Who hasn’t at one time or another wished to puke up something taken at a party or a large dinner? Keep in mind that the inside of the stomach is actually outside the body, because it is continuous with the exterior. Until they make it through the lining of the stomach or intestines and pass into the bloodstream, those pills or hot sausages have not entered the body. Vomiting merely escorts the offending substance back to a point outside the body, where it cannot be absorbed. Anyone who has experienced this knows how rapidly a recovery from sickness to health can be made.

As a means of ridding the body of unwanted sensations.

Many people have experienced relief from seasickness or car sickness as soon as they threw up. Fewer have learned how to banish a headache by the same means. A young Indian I met in Tepoztlan described this method to cure a headache so severe that it is incapacitating: first, lie down with eyes closed and create in the mind’s eye an image of the pain, preferably with discrete form, color and location: second. using the visual imagination, transfer the image to the stomach; third, expel the pain by vomiting.

As a means of ridding the mind of unwanted emotions.

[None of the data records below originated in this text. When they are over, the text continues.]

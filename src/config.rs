// SPDX-License-Identifier: MIT
// Copyright 2026 Roland Dreier <roland@rolandd.dev>

//! Application configuration loaded from environment variables.
//!
//! Built once at startup and handed to services through `AppState`.

use std::env;
use std::path::PathBuf;
use std::str::FromStr;
use std::time::Duration;

/// Facebook page shown on the site (Kings Head, Cacklebury).
pub const DEFAULT_PAGE_ID: &str = "56005271774";

/// Long-lived page tokens last about 60 days; refresh a week early.
pub const DEFAULT_REFRESH_AFTER_DAYS: i64 = 53;

/// Which backend persists the page token.
#[derive(Debug, Clone, Copy, PartialEq, Eq)]
pub enum StoreBackend {
    /// Seeded from the environment, refreshed tokens kept in process memory.
    Env,
    /// JSON file on local disk.
    File,
    /// Single Firestore document.
    Firestore,
}

impl FromStr for StoreBackend {
    type Err = ConfigError;

    fn from_str(s: &str) -> Result<Self, Self::Err> {
        match s.trim().to_ascii_lowercase().as_str() {
            "env" | "environment" => Ok(StoreBackend::Env),
            "file" => Ok(StoreBackend::File),
            "firestore" => Ok(StoreBackend::Firestore),
            other => Err(ConfigError::Invalid("TOKEN_STORE", other.to_string())),
        }
    }
}

/// Application configuration, loaded once at startup.
#[derive(Debug, Clone)]
pub struct Config {
    // --- Facebook ---
    /// Facebook app ID used for token exchange
    pub app_id: Option<String>,
    /// Facebook app secret used for token exchange
    pub app_secret: Option<String>,
    /// Seed long-lived page token
    pub default_token: String,
    /// Page whose posts and events are proxied
    pub page_id: String,
    /// Graph API origin, overridable for tests
    pub graph_base_url: String,
    /// Graph API version path segment
    pub graph_version: String,

    // --- Token lifecycle ---
    pub store_backend: StoreBackend,
    pub token_file_path: PathBuf,
    /// Only needed for the Firestore backend
    pub gcp_project_id: Option<String>,
    pub refresh_after_days: i64,
    /// Interval of the background refresh check; zero disables it
    pub refresh_interval: Duration,
    /// Key required on `POST /token-manager/refresh` when set
    pub internal_api_key: Option<String>,

    // --- Server ---
    pub upstream_timeout: Duration,
    pub port: u16,
}

impl Config {
    /// Load configuration from environment variables.
    ///
    /// Credentials are optional here; the refresh flow checks for them when
    /// it actually needs them.
    pub fn from_env() -> Result<Self, ConfigError> {
        dotenvy::dotenv().ok(); // Load .env file if present

        let store_backend = optional("TOKEN_STORE")
            .map(|v| v.parse::<StoreBackend>())
            .transpose()?
            .unwrap_or(StoreBackend::File);

        let gcp_project_id = optional("GCP_PROJECT_ID");
        if store_backend == StoreBackend::Firestore && gcp_project_id.is_none() {
            return Err(ConfigError::Missing("GCP_PROJECT_ID"));
        }

        Ok(Self {
            app_id: optional("FACEBOOK_APP_ID"),
            app_secret: optional("FACEBOOK_APP_SECRET"),
            default_token: optional("FACEBOOK_LONG_LIVED_TOKEN").unwrap_or_default(),
            page_id: optional("FACEBOOK_PAGE_ID").unwrap_or_else(|| DEFAULT_PAGE_ID.to_string()),
            graph_base_url: optional("GRAPH_API_BASE_URL")
                .unwrap_or_else(|| "https://graph.facebook.com".to_string())
                .trim_end_matches('/')
                .to_string(),
            graph_version: optional("GRAPH_API_VERSION").unwrap_or_else(|| "v19.0".to_string()),
            store_backend,
            token_file_path: optional("TOKEN_FILE_PATH")
                .map(PathBuf::from)
                .unwrap_or_else(|| PathBuf::from(".token.json")),
            gcp_project_id,
            refresh_after_days: refresh_days(parse_or(
                "TOKEN_REFRESH_AFTER_DAYS",
                DEFAULT_REFRESH_AFTER_DAYS,
            )?)?,
            refresh_interval: Duration::from_secs(parse_or("TOKEN_REFRESH_INTERVAL_SECS", 86_400)?),
            internal_api_key: optional("INTERNAL_API_KEY"),
            upstream_timeout: upstream_timeout(parse_or("UPSTREAM_TIMEOUT_SECS", 10)?)?,
            port: parse_or("PORT", 8080)?,
        })
    }

    /// Config for tests: in-memory store, no background task, dummy creds.
    pub fn test_default() -> Self {
        Self {
            app_id: Some("test_app_id".to_string()),
            app_secret: Some("test_app_secret".to_string()),
            default_token: "test_default_token".to_string(),
            page_id: DEFAULT_PAGE_ID.to_string(),
            graph_base_url: "http://127.0.0.1:9".to_string(),
            graph_version: "v19.0".to_string(),
            store_backend: StoreBackend::Env,
            token_file_path: PathBuf::from(".token.json"),
            gcp_project_id: None,
            refresh_after_days: DEFAULT_REFRESH_AFTER_DAYS,
            refresh_interval: Duration::ZERO,
            internal_api_key: Some("test_internal_key".to_string()),
            upstream_timeout: Duration::from_secs(2),
            port: 8080,
        }
    }
}

/// Read a variable, treating empty or whitespace-only values as unset.
fn optional(key: &str) -> Option<String> {
    env::var(key)
        .ok()
        .map(|v| v.trim().to_string())
        .filter(|v| !v.is_empty())
}

fn parse_or<T: FromStr>(key: &'static str, default: T) -> Result<T, ConfigError> {
    match optional(key) {
        Some(raw) => raw.parse().map_err(|_| ConfigError::Invalid(key, raw)),
        None => Ok(default),
    }
}

/// Staleness threshold in days: positive and representable as a duration.
fn refresh_days(days: i64) -> Result<i64, ConfigError> {
    if days <= 0 || chrono::TimeDelta::try_days(days).is_none() {
        return Err(ConfigError::Invalid(
            "TOKEN_REFRESH_AFTER_DAYS",
            days.to_string(),
        ));
    }
    Ok(days)
}

/// A zero timeout would fail every upstream call.
fn upstream_timeout(secs: u64) -> Result<Duration, ConfigError> {
    if secs == 0 {
        return Err(ConfigError::Invalid("UPSTREAM_TIMEOUT_SECS", secs.to_string()));
    }
    Ok(Duration::from_secs(secs))
}

/// Configuration errors
#[derive(Debug, thiserror::Error)]
pub enum ConfigError {
    #[error("Missing required environment variable: {0}")]
    Missing(&'static str),

    #[error("Invalid value for {0}: {1}")]
    Invalid(&'static str, String),
}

It is quite common for people who take psychedelic intoxicants to experience nausea and anxiety at the onset of the effects—the sooner they vomit, the sooner they can enter a high state of consciousness. Many natural hallucinogens—peyote is a good example—are supposed to trigger nausea by their direct pharmacological actions. Yet Indians who eat peyote regularly do not become nauseated. Still other drugs not known to be nauseating by virtue of their pharmacology cause some people who try them to experience severe nausea that is relieved by vomiting.

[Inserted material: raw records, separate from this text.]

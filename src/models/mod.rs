// SPDX-License-Identifier: MIT
// Copyright 2026 Roland Dreier <roland@rolandd.dev>

//! Data models for the application.

pub mod content;
pub mod fallback;
pub mod token;

pub use content::{ContentItem, ContentKind, Event, EventCover, GraphPage, Post};
pub use fallback::fallback_items;
pub use token::TokenRecord;
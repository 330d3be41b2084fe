// SPDX-License-Identifier: MIT
// Copyright 2026 Roland Dreier <roland@rolandd.dev>

//! Page access token record.

use chrono::{DateTime, Utc};
use serde::{Deserialize, Serialize};

/// Long-lived page token and when it was last exchanged.
///
/// Stored as `{"token": "...", "refreshed": "<RFC3339>"}`; a missing or null
/// `refreshed` means the token has never been refreshed by us and should be
/// treated as stale.
#[derive(Debug, Clone, PartialEq, Eq, Serialize, Deserialize)]
pub struct TokenRecord {
    pub token: String,
    #[serde(rename = "refreshed", default)]
    pub refreshed_at: Option<DateTime<Utc>>,
}

impl TokenRecord {
    /// A record seeded from configuration, never refreshed.
    pub fn seed(token: impl Into<String>) -> Self {
        Self {
            token: token.into(),
            refreshed_at: None,
        }
    }

    /// A record for a token obtained at `at`.
    pub fn refreshed(token: impl Into<String>, at: DateTime<Utc>) -> Self {
        Self {
            token: token.into(),
            refreshed_at: Some(at),
        }
    }

    /// Fetches must not be attempted with an empty token.
    pub fn is_usable(&self) -> bool {
        !self.token.trim().is_empty()
    }
}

Having watched many people take many drugs, I’m convinced that nausea at the onset of a hallucinogenic drug is a physical analog of the mental resistance to “letting go”—the extreme anxiety over detaching oneself from ordinary consciousness in order to experience reality in another way. If this resistance and anxiety is concentrated as a physical sensation in the stomach, then expelled by vomiting, individuals can cure themselves of unwanted emotions.

If we are to achieve harmony of mind and body, we must synthesize intellectual and experiential knowledge in a common framework. While I am in Mexico, I shall continue to practice vomiting as one means of complementing my intellectual knowledge of the autonomic nervous system with the wisdom of direct experience.